* _PROMPT_
The number of lines containing "StructuredQuerySpec" is the only answer wanted; work it out from the entries below.

───

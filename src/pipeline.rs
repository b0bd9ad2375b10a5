//! The six boundary operations, independent of any transport.

use futures::stream::Stream;
use percent_encoding::{NON_ALPHANUMERIC, utf8_percent_encode};
use serde::Serialize;
use serde_json::Value;
use tracing::{info, warn};

use crate::archive::{ArchiveApi, ImageData, SearchExecutor, SearchResult};
use crate::config::{MAX_PAGE_SIZE, Settings};
use crate::error::{NliError, Result};
use crate::media::{DnsResolver, MediaKind, MediaResolver, StreamFormat, manifest};
use crate::query::{self, Language, Query, ResponseLanguage, StructuredQuerySpec};
use crate::response::{self, ResponsePayload};

const IMAGE_QUALITIES: [&str; 4] = ["default", "color", "gray", "bitonal"];
const IMAGE_FORMATS: [&str; 5] = ["jpg", "png", "gif", "webp", "tif"];

pub enum ResponseRequest {
    Spec(StructuredQuerySpec),
    Text(String),
}

#[derive(Serialize, Debug, Clone)]
pub struct GeneratedResponse {
    pub payload: ResponsePayload,
    /// The spec that produced the page; continue it with `stream_batches`.
    #[serde(skip_serializing_if = "Option::is_none")]
    pub spec: Option<StructuredQuerySpec>,
    /// Set when the request was raw text.
    #[serde(skip_serializing_if = "Option::is_none")]
    pub query: Option<Query>,
}

/// Result of a count-only search.
#[derive(Serialize, Debug, Clone)]
pub struct ResultCount {
    pub language: ResponseLanguage,
    pub total_results: u64,
    #[serde(skip_serializing_if = "Option::is_none")]
    pub facets: Option<Value>,
    #[serde(skip_serializing_if = "Option::is_none")]
    pub spec: Option<StructuredQuerySpec>,
    #[serde(skip_serializing_if = "Option::is_none")]
    pub query: Option<Query>,
}

/// IIIF Image API request. Defaults to the full image at maximum size.
#[derive(Debug, Clone)]
pub struct ImageRequest {
    pub identifier: String,
    pub region: String,
    pub size: String,
    pub rotation: String,
    pub quality: String,
    pub format: String,
}

impl ImageRequest {
    pub fn new(identifier: impl Into<String>) -> Self {
        Self {
            identifier: identifier.into(),
            region: "full".into(),
            size: "max".into(),
            rotation: "0".into(),
            quality: "default".into(),
            format: "jpg".into(),
        }
    }

    /// `{base}/{identifier}/{region}/{size}/{rotation}/{quality}.{format}`
    pub fn url(&self, base: &str) -> Result<String> {
        let identifier = self.identifier.trim();
        if identifier.is_empty() {
            return Err(NliError::QueryRejected("image identifier is empty".into()));
        }
        let segment_ok = |s: &str| {
            !s.is_empty()
                && s.chars().all(|c| {
                    c.is_ascii_alphanumeric() || matches!(c, ',' | '.' | ':' | '!' | '^' | '-')
                })
        };
        for (name, value) in [
            ("region", &self.region),
            ("size", &self.size),
            ("rotation", &self.rotation),
        ] {
            if !segment_ok(value) {
                return Err(NliError::QueryRejected(format!("invalid {name} '{value}'")));
            }
        }
        let rotation_ok = self
            .rotation
            .trim_start_matches('!')
            .parse::<f64>()
            .is_ok_and(|r| (0.0..=360.0).contains(&r));
        if !rotation_ok {
            return Err(NliError::QueryRejected(format!(
                "rotation must be between 0 and 360, got '{}'",
                self.rotation
            )));
        }
        if !IMAGE_QUALITIES.contains(&self.quality.as_str()) {
            return Err(NliError::QueryRejected(format!(
                "quality must be one of {}",
                IMAGE_QUALITIES.join(", ")
            )));
        }
        if !IMAGE_FORMATS.contains(&self.format.as_str()) {
            return Err(NliError::QueryRejected(format!(
                "format must be one of {}",
                IMAGE_FORMATS.join(", ")
            )));
        }
        Ok(format!(
            "{base}/{}/{}/{}/{}/{}.{}",
            utf8_percent_encode(identifier, NON_ALPHANUMERIC),
            self.region,
            self.size,
            self.rotation,
            self.quality,
            self.format
        ))
    }
}

#[derive(Serialize, Debug, Clone)]
pub struct ManifestData {
    pub record_id: String,
    pub manifest_url: String,
    /// First page image, skipping logos.
    pub preview_image: Option<String>,
    pub canvas_count: usize,
    pub manifest: Value,
}

#[derive(Serialize, Debug, Clone, PartialEq, Eq)]
pub struct StreamLink {
    pub format: StreamFormat,
    pub url: String,
    pub mime_type: &'static str,
}

#[derive(Serialize, Debug, Clone)]
pub struct StreamDescriptor {
    pub record_id: String,
    pub streams: Vec<StreamLink>,
}

/// Interpreter, executor, resolver and assembler wired to one archive.
pub struct Pipeline<A> {
    api: A,
    settings: Settings,
}

impl<A: ArchiveApi + DnsResolver> Pipeline<A> {
    pub fn new(api: A, settings: Settings) -> Self {
        Self { api, settings }
    }

    pub fn process_natural_query(&self, text: &str, hint: Language) -> Result<Query> {
        query::interpret(text, hint)
    }

    /// Runs the full pipeline for a single page.
    ///
    /// Only interpretation failures are errors; a failed search yields a
    /// payload carrying the error marker.
    pub async fn generate_response(
        &self,
        request: ResponseRequest,
        hint: Language,
    ) -> Result<GeneratedResponse> {
        let executor = SearchExecutor::new(&self.api, &self.settings);
        let (query, candidates, language) = self.candidates(request, hint)?;

        let page = match executor.execute(&candidates, None).await {
            Ok(page) => page,
            Err(e) => {
                warn!(error = %e, "response page failed");
                return Ok(GeneratedResponse {
                    payload: ResponsePayload::failed(language, &e),
                    spec: None,
                    query,
                });
            }
        };

        let spec = candidates.get(page.spec_index).cloned();
        info!(
            results = page.results.len(),
            candidate = page.spec_index,
            language = language.code(),
            "response generated"
        );
        let items = MediaResolver::new(&self.api, &self.settings.media)
            .resolve_page(page.results)
            .await;
        Ok(GeneratedResponse {
            payload: response::assemble(language, items, page.next_page_token, page.total_results)
                .with_offset(page.offset)
                .with_facets(page.facets),
            spec,
            query,
        })
    }

    /// Number of matches (and facet counts, when requested) without fetching media.
    pub async fn count_results(
        &self,
        request: ResponseRequest,
        hint: Language,
    ) -> Result<ResultCount> {
        let (query, candidates, language) = self.candidates(request, hint)?;
        let page = SearchExecutor::new(&self.api, &self.settings)
            .count(&candidates)
            .await?;
        info!(
            total = ?page.total_results,
            candidate = page.spec_index,
            "results counted"
        );
        Ok(ResultCount {
            language,
            total_results: page.total_results.unwrap_or(0),
            facets: page.facets,
            spec: candidates.get(page.spec_index).cloned(),
            query,
        })
    }

    fn candidates(
        &self,
        request: ResponseRequest,
        hint: Language,
    ) -> Result<(Option<Query>, Vec<StructuredQuerySpec>, ResponseLanguage)> {
        Ok(match request {
            ResponseRequest::Text(text) => {
                let query = self.process_natural_query(&text, hint)?;
                let candidates = query.candidate_specs.clone();
                let language = query.language;
                (Some(query), candidates, language)
            }
            ResponseRequest::Spec(spec) => {
                let language = spec_language(&spec, hint);
                (None, vec![spec], language)
            }
        })
    }

    /// Lazy page sequence for one spec, resumable from a continuation token.
    pub fn stream_batches(
        &self,
        spec: StructuredQuerySpec,
        page_token: Option<String>,
        page_size: Option<u32>,
        hint: Language,
    ) -> impl Stream<Item = ResponsePayload> + '_ {
        let rows = page_size
            .unwrap_or(self.settings.page_size)
            .clamp(1, MAX_PAGE_SIZE);
        let language = spec_language(&spec, hint);
        response::stream_batches(&self.api, &self.settings, spec, page_token, rows, language)
    }

    pub fn image_url(&self, request: &ImageRequest) -> Result<String> {
        request.url(&self.settings.iiif_url)
    }

    pub async fn get_image(&self, request: &ImageRequest) -> Result<ImageData> {
        let url = self.image_url(request)?;
        self.api.fetch_image(&url).await
    }

    pub async fn get_manifest(&self, record_id: &str) -> Result<ManifestData> {
        let record_id = non_empty_id(record_id)?;
        let manifest = self.api.fetch_manifest(record_id).await?;
        Ok(ManifestData {
            record_id: record_id.to_string(),
            manifest_url: self.api.manifest_url(record_id),
            preview_image: manifest::first_image_url(&manifest),
            canvas_count: manifest::canvas_count(&manifest),
            manifest,
        })
    }

    /// Stream URLs of a record; `None` selects every format.
    pub async fn get_stream(
        &self,
        record_id: &str,
        format: Option<StreamFormat>,
    ) -> Result<StreamDescriptor> {
        let record_id = non_empty_id(record_id)?;
        let raw = self
            .api
            .lookup_record(record_id)
            .await?
            .ok_or_else(|| NliError::NotFound(format!("record {record_id}")))?;
        let result = SearchResult::from_raw(raw, |id| self.api.manifest_url(id))
            .ok_or_else(|| NliError::Decode(format!("record {record_id} has no identifier")))?;

        let streams = result
            .media_refs
            .iter()
            .filter(|r| r.kind == MediaKind::Stream)
            .filter_map(|r| {
                let f = r.format?;
                format.is_none_or(|wanted| wanted == f).then(|| StreamLink {
                    format: f,
                    url: r.locator.clone(),
                    mime_type: f.mime_type(),
                })
            })
            .collect();
        Ok(StreamDescriptor {
            record_id: record_id.to_string(),
            streams,
        })
    }
}

fn non_empty_id(record_id: &str) -> Result<&str> {
    let trimmed = record_id.trim();
    if trimmed.is_empty() {
        Err(NliError::QueryRejected("record identifier is empty".into()))
    } else {
        Ok(trimmed)
    }
}

/// Structured requests carry no raw text, so detection runs over the spec's values.
fn spec_language(spec: &StructuredQuerySpec, hint: Language) -> ResponseLanguage {
    let text: Vec<&str> = spec
        .fielded_terms
        .values()
        .map(String::as_str)
        .chain(spec.free_text_fallback.as_deref())
        .collect();
    hint.resolve(&text.join(" "))
}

───

* _ANSWER TO THE EXERCISE_
7